TASK STATEMENT.
Scan the entries below and tally the lines that include "result". Return nothing but the tally.

%%

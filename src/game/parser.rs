//! Chat line parsing.
//!
//! Turns the text of a chat packet into a structured [`ChatMessage`].
//! Player lines follow the fixed Hypixel shapes:
//!
//! - `Guild > [MVP+] Steve [Member]: hello`
//! - `Officer > Steve [Officer]: hello`
//! - `Party > [VIP] Steve: hello`
//! - `From [MVP+] Steve: hello` / `To [MVP+] Steve: hello`
//!
//! Everything else is server/system text.

use std::sync::Arc;

use chrono::Utc;
use fancy_regex::Regex;
use tracing::warn;

use crate::common::directory::PlayerDirectory;
use crate::common::messages::{Author, ChatMessage, MessageType, WhisperDirection};
use crate::game::invisible::strip_invisible;

/// Replies the server sends when a line is rejected as spam.
pub const SPAM_REPLIES: [&str; 3] = [
    "You cannot say the same message twice!",
    "You can only send a message once every half second!",
    "You are sending commands too fast! Please slow down.",
];

/// Start of the reply sent when a line is blocked by the content filter.
pub const BLOCKED_REPLY_PREFIX: &str = "We blocked your comment";

const LINE_PATTERN: &str = r"^(?:(?P<channel>Guild|Officer|Party) > |(?P<whisper>From|To) )(?:\[(?P<hrank>[^\]]+)\] )?(?P<ign>\w{1,16})(?: \[(?P<grank>[^\]]+)\])?: (?P<content>.*)$";

/// Remove `§x` formatting codes.
pub fn strip_formatting(text: &str) -> String {
    let mut result = String::with_capacity(text.len());
    let mut chars = text.chars();
    while let Some(c) = chars.next() {
        if c == '§' {
            // Drop the code character too.
            chars.next();
        } else {
            result.push(c);
        }
    }
    result
}

/// Strip both invisible characters and formatting codes.
pub fn clean_line(text: &str) -> String {
    strip_formatting(&strip_invisible(text)).trim().to_string()
}

/// Parses chat lines for one bot account.
pub struct ChatLineParser {
    bot_ign: String,
    directory: Arc<dyn PlayerDirectory>,
    pattern: Regex,
}

impl ChatLineParser {
    pub fn new(bot_ign: impl Into<String>, directory: Arc<dyn PlayerDirectory>) -> Self {
        Self {
            bot_ign: bot_ign.into(),
            directory,
            // The pattern is a constant; failing to compile it is a bug.
            pattern: Regex::new(LINE_PATTERN).expect("chat line pattern compiles"),
        }
    }

    pub fn bot_ign(&self) -> &str {
        &self.bot_ign
    }

    /// Parse one chat line.
    pub fn parse(&self, raw: &str) -> ChatMessage {
        let cleaned = clean_line(raw);

        let captures = match self.pattern.captures(&cleaned) {
            Ok(captures) => captures,
            Err(e) => {
                warn!("Chat pattern match error on '{}': {}", cleaned, e);
                None
            }
        };

        let Some(caps) = captures else {
            return self.system_line(raw, cleaned);
        };

        let group = |name: &str| caps.name(name).map(|m| m.as_str().to_string());

        let (message_type, whisper_direction) = match (group("channel"), group("whisper")) {
            (Some(channel), _) => {
                let message_type = match channel.as_str() {
                    "Guild" => MessageType::Guild,
                    "Officer" => MessageType::Officer,
                    _ => MessageType::Party,
                };
                (message_type, None)
            }
            (None, Some(whisper)) if whisper == "To" => {
                (MessageType::Whisper, Some(WhisperDirection::Outgoing))
            }
            _ => (MessageType::Whisper, Some(WhisperDirection::Incoming)),
        };

        let ign = group("ign").unwrap_or_default();
        let content = group("content").unwrap_or_default();

        let author = if whisper_direction == Some(WhisperDirection::Outgoing) {
            // "To ign:" is our own whisper echoed back; the author is us.
            Author {
                ign: self.bot_ign.clone(),
                hypixel_rank: None,
                guild_rank: None,
                player: None,
            }
        } else {
            Author {
                player: self.directory.resolve_player_by_ign(&ign),
                ign,
                hypixel_rank: group("hrank"),
                guild_rank: group("grank"),
            }
        };

        let is_from_self = author.ign.eq_ignore_ascii_case(&self.bot_ign);

        ChatMessage {
            raw_text: raw.to_string(),
            cleaned_text: cleaned,
            message_type: Some(message_type),
            author: Some(author),
            content,
            is_from_self,
            is_spam: false,
            is_blocked: false,
            whisper_direction,
            received_at: Utc::now(),
        }
    }

    fn system_line(&self, raw: &str, cleaned: String) -> ChatMessage {
        let is_spam = SPAM_REPLIES.contains(&cleaned.as_str());
        let is_blocked = cleaned.starts_with(BLOCKED_REPLY_PREFIX);
        ChatMessage {
            raw_text: raw.to_string(),
            content: cleaned.clone(),
            cleaned_text: cleaned,
            message_type: None,
            author: None,
            is_from_self: false,
            is_spam,
            is_blocked,
            whisper_direction: None,
            received_at: Utc::now(),
        }
    }
}

#[cfg(test)]
mod tests {
    use super::*;
    use crate::common::directory::StaticPlayerDirectory;
    use crate::common::types::PlayerRef;
    use uuid::Uuid;

    fn parser() -> ChatLineParser {
        let steve = PlayerRef {
            uuid: Uuid::new_v4(),
            ign: "Steve".to_string(),
            discord_id: Some(7),
        };
        ChatLineParser::new("BridgeBot", Arc::new(StaticPlayerDirectory::new(vec![steve])))
    }

    #[test]
    fn test_guild_line() {
        let msg = parser().parse("Guild > [MVP+] Steve [Member]: hello world");
        assert_eq!(msg.message_type, Some(MessageType::Guild));
        let author = msg.author.as_ref().unwrap();
        assert_eq!(author.ign, "Steve");
        assert_eq!(author.guild_rank.as_deref(), Some("Member"));
        assert_eq!(author.hypixel_rank.as_deref(), Some("MVP+"));
        assert_eq!(author.player.as_ref().and_then(|p| p.discord_id), Some(7));
        assert_eq!(msg.content, "hello world");
        assert!(!msg.is_from_self);
    }

    #[test]
    fn test_formatting_codes_are_stripped() {
        let msg = parser().parse("§2Guild > §b[MVP§c+§b] Steve §e[Member]§f: §fhello");
        assert_eq!(msg.message_type, Some(MessageType::Guild));
        assert_eq!(msg.author_ign(), Some("Steve"));
        assert_eq!(msg.content, "hello");
    }

    #[test]
    fn test_officer_and_party_lines() {
        let msg = parser().parse("Officer > Alex [Officer]: secret");
        assert_eq!(msg.message_type, Some(MessageType::Officer));
        assert!(msg.author.as_ref().unwrap().player.is_none());
        assert_eq!(msg.author.as_ref().unwrap().hypixel_rank, None);

        let msg = parser().parse("Party > [VIP] Alex: warp");
        assert_eq!(msg.message_type, Some(MessageType::Party));
        assert_eq!(msg.author.as_ref().unwrap().guild_rank, None);
    }

    #[test]
    fn test_incoming_whisper() {
        let msg = parser().parse("From [MVP++] Steve: !weight");
        assert_eq!(msg.message_type, Some(MessageType::Whisper));
        assert_eq!(msg.whisper_direction, Some(WhisperDirection::Incoming));
        assert_eq!(msg.author_ign(), Some("Steve"));
        assert_eq!(msg.content, "!weight");
    }

    #[test]
    fn test_outgoing_whisper_is_self() {
        let msg = parser().parse("To [MVP+] Steve: your weight is 5000");
        assert_eq!(msg.whisper_direction, Some(WhisperDirection::Outgoing));
        assert_eq!(msg.author_ign(), Some("BridgeBot"));
        assert!(msg.author.as_ref().unwrap().player.is_none());
        assert!(msg.is_from_self);
    }

    #[test]
    fn test_own_guild_message_is_self() {
        let msg = parser().parse("Guild > [VIP] BridgeBot [Bot]: Alex: hi\u{200B}\u{2060}");
        assert!(msg.is_from_self);
        assert_eq!(msg.content, "Alex: hi");
        assert!(msg.raw_text.ends_with("\u{2060}"));
    }

    #[test]
    fn test_system_lines() {
        let msg = parser().parse("Guild > Steve joined.");
        assert!(msg.is_system());
        assert!(msg.author.is_none());
        assert!(!msg.is_spam);

        let msg = parser().parse("§cYou cannot say the same message twice!");
        assert!(msg.is_spam);

        let msg = parser().parse("We blocked your comment \"xyz\" as it is breaking our rules.");
        assert!(msg.is_blocked);
        assert!(!msg.is_spam);
    }

    #[test]
    fn test_spam_text_in_player_line_is_not_spam() {
        let msg = parser().parse("Guild > Steve [Member]: You cannot say the same message twice!");
        assert!(!msg.is_spam);
    }
}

%%

EXPECTED ANSWER.
3